PROBLEM TO SOLVE:
Going through the entries below, copy out each line that contains "after".

Excerpts from a dataset:
§ §

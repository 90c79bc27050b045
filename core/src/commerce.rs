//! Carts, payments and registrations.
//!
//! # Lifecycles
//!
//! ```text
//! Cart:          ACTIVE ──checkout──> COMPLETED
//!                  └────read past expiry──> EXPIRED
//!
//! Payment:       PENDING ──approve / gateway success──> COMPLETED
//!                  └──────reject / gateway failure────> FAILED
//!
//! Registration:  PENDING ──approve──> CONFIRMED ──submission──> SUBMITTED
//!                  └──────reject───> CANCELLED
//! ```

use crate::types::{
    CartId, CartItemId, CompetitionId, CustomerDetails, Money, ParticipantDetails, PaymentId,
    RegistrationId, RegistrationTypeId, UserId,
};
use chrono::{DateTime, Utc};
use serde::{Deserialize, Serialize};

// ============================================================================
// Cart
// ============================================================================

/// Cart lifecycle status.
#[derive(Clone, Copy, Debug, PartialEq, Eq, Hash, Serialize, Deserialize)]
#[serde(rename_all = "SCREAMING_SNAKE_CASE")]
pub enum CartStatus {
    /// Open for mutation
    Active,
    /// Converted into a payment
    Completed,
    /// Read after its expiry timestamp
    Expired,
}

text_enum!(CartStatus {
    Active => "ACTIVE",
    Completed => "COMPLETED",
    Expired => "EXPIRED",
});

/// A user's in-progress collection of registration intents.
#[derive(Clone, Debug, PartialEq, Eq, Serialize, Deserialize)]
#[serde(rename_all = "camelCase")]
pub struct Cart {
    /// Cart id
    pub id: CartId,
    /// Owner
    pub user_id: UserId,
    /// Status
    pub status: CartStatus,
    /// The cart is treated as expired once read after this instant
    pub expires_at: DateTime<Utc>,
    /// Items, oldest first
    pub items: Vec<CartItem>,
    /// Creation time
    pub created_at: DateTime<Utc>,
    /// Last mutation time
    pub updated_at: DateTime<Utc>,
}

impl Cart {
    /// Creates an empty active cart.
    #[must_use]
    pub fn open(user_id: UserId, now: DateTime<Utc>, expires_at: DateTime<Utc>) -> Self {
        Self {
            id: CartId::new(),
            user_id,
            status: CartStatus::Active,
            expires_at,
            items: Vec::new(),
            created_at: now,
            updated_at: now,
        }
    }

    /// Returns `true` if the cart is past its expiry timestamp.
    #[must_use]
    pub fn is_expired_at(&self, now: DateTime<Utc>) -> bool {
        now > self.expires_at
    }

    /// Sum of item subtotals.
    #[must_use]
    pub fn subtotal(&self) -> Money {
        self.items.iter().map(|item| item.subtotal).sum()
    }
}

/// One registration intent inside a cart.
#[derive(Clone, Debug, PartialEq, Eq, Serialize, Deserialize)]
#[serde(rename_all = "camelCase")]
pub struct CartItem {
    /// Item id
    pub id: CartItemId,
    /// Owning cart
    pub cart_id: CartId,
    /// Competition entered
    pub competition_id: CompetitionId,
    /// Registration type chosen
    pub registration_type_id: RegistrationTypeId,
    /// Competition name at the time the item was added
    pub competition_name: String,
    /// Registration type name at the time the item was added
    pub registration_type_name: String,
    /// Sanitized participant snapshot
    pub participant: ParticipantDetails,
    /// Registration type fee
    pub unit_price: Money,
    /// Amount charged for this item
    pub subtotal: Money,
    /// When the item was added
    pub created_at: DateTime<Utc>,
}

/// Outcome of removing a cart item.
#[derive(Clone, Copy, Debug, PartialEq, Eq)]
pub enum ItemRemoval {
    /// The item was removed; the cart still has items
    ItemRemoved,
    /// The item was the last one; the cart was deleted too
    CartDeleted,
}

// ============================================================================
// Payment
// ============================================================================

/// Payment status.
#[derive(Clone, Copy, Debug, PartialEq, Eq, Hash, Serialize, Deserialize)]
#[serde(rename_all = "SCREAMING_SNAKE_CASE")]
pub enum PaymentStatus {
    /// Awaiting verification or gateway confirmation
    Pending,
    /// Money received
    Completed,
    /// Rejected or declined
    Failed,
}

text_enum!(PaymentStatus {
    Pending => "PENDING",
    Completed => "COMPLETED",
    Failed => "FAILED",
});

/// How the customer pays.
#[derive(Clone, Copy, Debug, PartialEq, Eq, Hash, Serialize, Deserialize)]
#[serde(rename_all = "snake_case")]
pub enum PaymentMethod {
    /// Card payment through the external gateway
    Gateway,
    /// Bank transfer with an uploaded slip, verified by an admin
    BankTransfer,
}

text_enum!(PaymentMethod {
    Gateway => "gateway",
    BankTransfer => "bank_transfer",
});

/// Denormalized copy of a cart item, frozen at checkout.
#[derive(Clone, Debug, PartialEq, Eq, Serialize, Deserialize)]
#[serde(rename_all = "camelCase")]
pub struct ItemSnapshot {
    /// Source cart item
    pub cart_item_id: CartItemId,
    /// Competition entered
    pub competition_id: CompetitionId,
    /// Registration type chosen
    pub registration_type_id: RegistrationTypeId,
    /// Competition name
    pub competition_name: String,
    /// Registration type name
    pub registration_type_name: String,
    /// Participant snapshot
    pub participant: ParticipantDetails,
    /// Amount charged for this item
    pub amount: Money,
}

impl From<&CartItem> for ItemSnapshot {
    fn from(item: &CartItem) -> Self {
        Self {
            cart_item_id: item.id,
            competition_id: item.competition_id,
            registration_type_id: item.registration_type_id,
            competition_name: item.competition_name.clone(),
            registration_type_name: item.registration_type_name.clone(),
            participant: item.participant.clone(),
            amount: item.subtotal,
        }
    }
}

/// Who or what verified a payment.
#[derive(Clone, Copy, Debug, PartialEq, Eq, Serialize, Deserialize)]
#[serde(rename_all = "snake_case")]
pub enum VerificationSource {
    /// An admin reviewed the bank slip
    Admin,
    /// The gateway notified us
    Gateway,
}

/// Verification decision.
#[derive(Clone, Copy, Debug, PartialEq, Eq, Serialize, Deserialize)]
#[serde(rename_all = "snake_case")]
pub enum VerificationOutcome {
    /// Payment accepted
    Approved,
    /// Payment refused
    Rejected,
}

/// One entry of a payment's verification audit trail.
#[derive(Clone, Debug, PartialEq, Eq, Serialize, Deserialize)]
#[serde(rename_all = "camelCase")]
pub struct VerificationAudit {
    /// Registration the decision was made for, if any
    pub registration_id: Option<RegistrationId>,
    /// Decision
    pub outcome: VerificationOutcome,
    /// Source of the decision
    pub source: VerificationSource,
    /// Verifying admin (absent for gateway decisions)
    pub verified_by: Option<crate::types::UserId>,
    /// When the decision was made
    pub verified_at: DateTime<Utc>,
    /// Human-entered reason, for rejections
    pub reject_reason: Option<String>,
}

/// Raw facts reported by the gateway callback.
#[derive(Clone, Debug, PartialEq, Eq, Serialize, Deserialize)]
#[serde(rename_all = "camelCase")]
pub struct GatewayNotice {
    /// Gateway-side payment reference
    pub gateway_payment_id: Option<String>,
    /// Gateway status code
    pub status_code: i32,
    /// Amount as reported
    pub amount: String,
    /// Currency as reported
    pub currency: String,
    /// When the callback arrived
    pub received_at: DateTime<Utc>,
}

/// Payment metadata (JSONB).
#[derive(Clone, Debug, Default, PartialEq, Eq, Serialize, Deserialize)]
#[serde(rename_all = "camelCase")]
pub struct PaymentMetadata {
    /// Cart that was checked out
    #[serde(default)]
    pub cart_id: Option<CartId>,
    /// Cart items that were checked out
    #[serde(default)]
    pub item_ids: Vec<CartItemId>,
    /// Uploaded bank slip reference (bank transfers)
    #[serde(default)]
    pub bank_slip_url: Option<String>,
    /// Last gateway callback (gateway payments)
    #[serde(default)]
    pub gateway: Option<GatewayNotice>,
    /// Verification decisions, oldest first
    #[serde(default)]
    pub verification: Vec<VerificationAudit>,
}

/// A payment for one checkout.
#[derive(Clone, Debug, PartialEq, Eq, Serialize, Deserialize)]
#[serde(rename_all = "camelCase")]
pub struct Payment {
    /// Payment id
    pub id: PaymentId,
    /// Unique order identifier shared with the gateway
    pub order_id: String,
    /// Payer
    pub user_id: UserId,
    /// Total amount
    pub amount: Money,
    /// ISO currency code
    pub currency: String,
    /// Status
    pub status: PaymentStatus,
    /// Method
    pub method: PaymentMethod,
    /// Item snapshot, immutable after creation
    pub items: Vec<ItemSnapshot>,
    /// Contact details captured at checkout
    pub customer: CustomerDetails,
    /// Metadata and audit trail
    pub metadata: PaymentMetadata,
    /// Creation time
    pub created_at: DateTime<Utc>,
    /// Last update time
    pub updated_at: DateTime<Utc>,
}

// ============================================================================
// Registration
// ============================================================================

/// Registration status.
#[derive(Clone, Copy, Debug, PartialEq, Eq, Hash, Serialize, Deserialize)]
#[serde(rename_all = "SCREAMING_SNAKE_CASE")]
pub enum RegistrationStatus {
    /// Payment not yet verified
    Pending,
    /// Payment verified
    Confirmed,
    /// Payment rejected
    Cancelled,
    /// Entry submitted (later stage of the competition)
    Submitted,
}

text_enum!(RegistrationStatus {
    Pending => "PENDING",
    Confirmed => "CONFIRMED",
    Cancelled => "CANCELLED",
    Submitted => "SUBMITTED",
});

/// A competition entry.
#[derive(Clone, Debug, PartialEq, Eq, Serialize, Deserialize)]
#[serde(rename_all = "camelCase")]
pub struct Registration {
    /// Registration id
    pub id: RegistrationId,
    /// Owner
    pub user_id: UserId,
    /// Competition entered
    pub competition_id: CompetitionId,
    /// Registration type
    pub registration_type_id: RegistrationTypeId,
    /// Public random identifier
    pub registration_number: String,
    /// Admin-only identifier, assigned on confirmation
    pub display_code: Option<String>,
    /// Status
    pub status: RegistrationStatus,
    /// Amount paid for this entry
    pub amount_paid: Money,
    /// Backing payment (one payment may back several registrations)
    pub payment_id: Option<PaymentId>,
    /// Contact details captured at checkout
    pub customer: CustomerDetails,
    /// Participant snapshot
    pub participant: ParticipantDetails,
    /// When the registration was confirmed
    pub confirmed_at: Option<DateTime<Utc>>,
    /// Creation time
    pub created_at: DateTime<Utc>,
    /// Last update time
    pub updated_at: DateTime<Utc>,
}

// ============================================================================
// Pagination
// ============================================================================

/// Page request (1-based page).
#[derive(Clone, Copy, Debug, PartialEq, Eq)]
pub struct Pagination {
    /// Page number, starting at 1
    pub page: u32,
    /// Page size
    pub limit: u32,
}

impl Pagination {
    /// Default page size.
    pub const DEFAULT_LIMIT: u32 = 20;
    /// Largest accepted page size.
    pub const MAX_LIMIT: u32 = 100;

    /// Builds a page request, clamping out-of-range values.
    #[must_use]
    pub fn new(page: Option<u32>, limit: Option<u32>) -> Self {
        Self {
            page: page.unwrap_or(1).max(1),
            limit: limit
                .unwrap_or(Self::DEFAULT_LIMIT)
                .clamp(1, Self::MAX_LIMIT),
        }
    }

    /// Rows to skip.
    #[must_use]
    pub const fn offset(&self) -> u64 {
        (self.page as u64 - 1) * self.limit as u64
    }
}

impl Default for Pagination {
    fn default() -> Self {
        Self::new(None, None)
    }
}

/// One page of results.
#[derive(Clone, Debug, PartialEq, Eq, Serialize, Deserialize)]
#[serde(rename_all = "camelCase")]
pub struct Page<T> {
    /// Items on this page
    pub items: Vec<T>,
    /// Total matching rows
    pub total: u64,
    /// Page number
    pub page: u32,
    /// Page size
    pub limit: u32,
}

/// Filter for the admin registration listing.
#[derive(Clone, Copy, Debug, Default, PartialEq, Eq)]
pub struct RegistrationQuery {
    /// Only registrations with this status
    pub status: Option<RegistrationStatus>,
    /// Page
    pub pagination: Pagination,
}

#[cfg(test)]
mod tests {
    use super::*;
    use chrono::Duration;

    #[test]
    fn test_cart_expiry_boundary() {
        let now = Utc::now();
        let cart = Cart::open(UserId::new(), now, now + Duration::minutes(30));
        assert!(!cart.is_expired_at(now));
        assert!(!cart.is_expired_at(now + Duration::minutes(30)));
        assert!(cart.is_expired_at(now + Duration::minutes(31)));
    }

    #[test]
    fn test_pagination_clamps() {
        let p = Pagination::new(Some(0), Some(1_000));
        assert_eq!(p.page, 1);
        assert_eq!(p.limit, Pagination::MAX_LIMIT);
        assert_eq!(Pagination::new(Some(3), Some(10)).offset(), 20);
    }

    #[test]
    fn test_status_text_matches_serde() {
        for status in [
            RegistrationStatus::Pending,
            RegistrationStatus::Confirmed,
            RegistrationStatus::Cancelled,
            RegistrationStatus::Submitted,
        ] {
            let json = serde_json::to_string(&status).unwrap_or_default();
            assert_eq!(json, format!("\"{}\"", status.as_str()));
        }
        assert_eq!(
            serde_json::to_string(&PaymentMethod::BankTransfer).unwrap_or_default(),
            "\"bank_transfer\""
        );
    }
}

§ §

RESPONSE TO THE TASK:
    /// Read after its expiry timestamp
    /// The cart is treated as expired once read after this instant
    /// Item snapshot, immutable after creation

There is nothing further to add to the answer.